Romance scams spreading in Finland | News | #whatsapp | #lovescams | #phonescams

In the first half of this year, people in Finland lost some 3.8 million euros to online romance scams. The typical victim is in a vulnerable position, kind-hearted and willing to help others.

A scammer may keep in touch with a victim patiently and skilfully building up a relationship through messages for months, sometimes even years. Image: Arash Matin / Yle

There has been a sharp increase in romance-related scams in Finland in recent years, typically run by professional criminals who have created large organisations for their operations. They are skilful at taking advantage of their victims’ vulnerability and feelings of loneliness, authorities say.

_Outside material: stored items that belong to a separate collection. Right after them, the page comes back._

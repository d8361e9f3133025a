//! HTML pages.

use crate::server::auth::AuthenticatedUser;
use axum::http::StatusCode;
use blogger_common::{
    links::{blog_path, edit_post_path, feed_path, listing_path, post_path, tag_path},
    listing::Page,
    model::{blog::Blog, post::Post},
};
use maud::{DOCTYPE, Markup, PreEscaped, html};
use time::{UtcDateTime, macros::format_description};

/// Parts shared by every page: header and tag sidebar.
pub struct Chrome<'a> {
    pub user: Option<&'a AuthenticatedUser>,
    pub blog_name: &'a str,
    pub blogs: &'a [Blog],
    pub tags: &'a [String],
    pub create_blog: bool,
}

/// Values the post form starts out with.
#[derive(Default)]
pub struct PostForm<'a> {
    pub blog_name: &'a str,
    pub current_user: &'a str,
    pub post: Option<&'a Post>,
}

fn document(title: &str, body: Markup) -> Markup {
    html! {
        (DOCTYPE)
        html lang="en" {
            head {
                meta charset="utf-8";
                title { (title) }
            }
            body { (body) }
        }
    }
}

fn header(chrome: &Chrome<'_>) -> Markup {
    html! {
        header {
            p {
                @match chrome.user {
                    Some(user) => {
                        "Signed in as " b { (user.handle.get()) } " "
                        form method="post" action="/logout" style="display:inline" {
                            button type="submit" { "Logout" }
                        }
                    }
                    None => {
                        "Guest " a href="/login" { "Login" }
                    }
                }
            }
            nav {
                h2 { "Blogs" }
                ul {
                    @for blog in chrome.blogs {
                        li {
                            a href=(blog_path(blog.name.get())) { (blog.name.get()) }
                            @if blog.name.get() == chrome.blog_name {
                                " "
                                a href=(feed_path(blog.name.get())) { "rss" }
                            }
                        }
                    }
                }
                @if let Some(user) = chrome.user {
                    @if chrome.create_blog {
                        form method="post" action="/create" {
                            input type="hidden" name="user_name" value=(user.handle.get());
                            input type="text" name="newblog_name" placeholder="Blog name";
                            button type="submit" { "Create blog" }
                        }
                    } @else {
                        a href="/?create_blog=true" { "New blog" }
                    }
                }
            }
        }
    }
}

fn tag_sidebar(tags: &[String]) -> Markup {
    html! {
        aside {
            h3 { "Tags" }
            ul {
                @for tag in tags {
                    li { a href=(tag_path(tag)) { (tag) } }
                }
            }
        }
    }
}

fn timestamp(at: UtcDateTime) -> String {
    at.format(format_description!("[year]-[month]-[day] [hour]:[minute]"))
        .unwrap_or_default()
}

fn post_body(post: &Post) -> Markup {
    html! {
        p.meta {
            "by " (post.author.get()) " on " (timestamp(post.created_at))
            @if post.edited_at != post.created_at {
                ", edited " (timestamp(post.edited_at))
            }
        }
        div.content { (PreEscaped(post.content.as_str())) }
        @for image_url in &post.image_urls {
            img src=(image_url);
        }
        p.tags {
            @for tag in post.tags.iter().filter(|tag| !tag.is_empty()) {
                a href=(tag_path(tag)) { (tag) } " "
            }
        }
    }
}

/// Multipart form creating a post, or editing `form.post` when set.
fn post_form(form: &PostForm<'_>) -> Markup {
    let title = form.post.map(|post| post.title.as_str()).unwrap_or_default();
    let source = form.post.map(|post| post.source.as_str()).unwrap_or_default();
    let tags = form.post.map(Post::joined_tags).unwrap_or_default();

    html! {
        form method="post" action="/upload" enctype="multipart/form-data" {
            input type="hidden" name="blog_name" value=(form.blog_name);
            input type="hidden" name="current_user" value=(form.current_user);
            @if let Some(post) = form.post {
                input type="hidden" name="post_id" value=(post.id.to_string());
            }
            p { input type="text" name="title" placeholder="Title" value=(title); }
            p { textarea name="content" rows="8" cols="60" { (source) } }
            p { input type="text" name="tags" placeholder="tag,tag" value=(tags); }
            p {
                input type="file" name="img1" accept="image/*";
                input type="file" name="img2" accept="image/*";
                input type="file" name="img3" accept="image/*";
            }
            button type="submit" {
                @if form.post.is_some() { "Save post" } @else { "Publish" }
            }
        }
    }
}

#[must_use]
pub fn listing(
    chrome: &Chrome<'_>,
    tag: Option<&str>,
    page: &Page<Post>,
    form: Option<&PostForm<'_>>,
) -> Markup {
    let body = html! {
        (header(chrome))
        (tag_sidebar(chrome.tags))
        main {
            @if !chrome.blog_name.is_empty() {
                h1 { (chrome.blog_name) }
            }
            @for post in &page.items {
                article {
                    h2 { a href=(post_path(post.blog_name.get(), post.id)) { (post.title) } }
                    (post_body(post))
                }
            }
            p.pages {
                @if page.newer_pages {
                    a href=(listing_path(chrome.blog_name, tag, page.page - 1)) { "Newer posts" }
                    " "
                }
                @if page.older_pages {
                    a href=(listing_path(chrome.blog_name, tag, page.page + 1)) { "Older posts" }
                }
            }
            @if let Some(form) = form {
                h2 { "New post" }
                (post_form(form))
            }
        }
    };

    let title = if chrome.blog_name.is_empty() {
        "Blogs"
    } else {
        chrome.blog_name
    };
    document(title, body)
}

#[must_use]
pub fn post_page(
    chrome: &Chrome<'_>,
    post: &Post,
    is_editor: bool,
    form: Option<&PostForm<'_>>,
) -> Markup {
    let body = html! {
        (header(chrome))
        (tag_sidebar(chrome.tags))
        main {
            article {
                h1 { (post.title) }
                (post_body(post))
                @if let Some(views) = post.views {
                    p.views { (views) " views" }
                }
            }
            @if let Some(form) = form {
                h2 { "Edit post" }
                (post_form(form))
            } @else if is_editor {
                a href=(edit_post_path(post.blog_name.get(), post.id)) { "Edit" }
            }
        }
    };

    document(&post.title, body)
}

#[must_use]
pub fn login_page() -> Markup {
    let body = html! {
        main {
            h1 { "Sign in" }
            p { "Signing in with a new handle registers it." }
            form method="post" action="/login" {
                input type="text" name="handle" placeholder="Handle" required;
                input type="password" name="password" placeholder="Password" required;
                button type="submit" { "Sign in" }
            }
        }
    };

    document("Sign in", body)
}

#[must_use]
pub fn error_page(status: StatusCode) -> Markup {
    let reason = status.canonical_reason().unwrap_or("Error");
    let body = html! {
        main {
            h1 { (status.as_u16()) " " (reason) }
            p { a href="/" { "Back to the front page" } }
        }
    };

    document(reason, body)
}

Detective Inspector Gunnar Golnick of the Häme Police Department says that in the majority of cases, the victim is lured into becoming infatuated, even falling in love with the scammer. Once hooked, the victims may believe the most incredible stories. Ultimately, these involve sending money to solve some acute, invented problem.

The victims are usually unsuspecting, helpful people by nature who are overcome by strong emotions.

Between January and June 2022, people in Finland lost 10.8 million euros to fraudsters. Of this, 3.8 million have ended up in document and romance scams. According to the Finnish financial sector grouping Finance Finland (FFI), in terms of losses, this this the most common type of online fraud.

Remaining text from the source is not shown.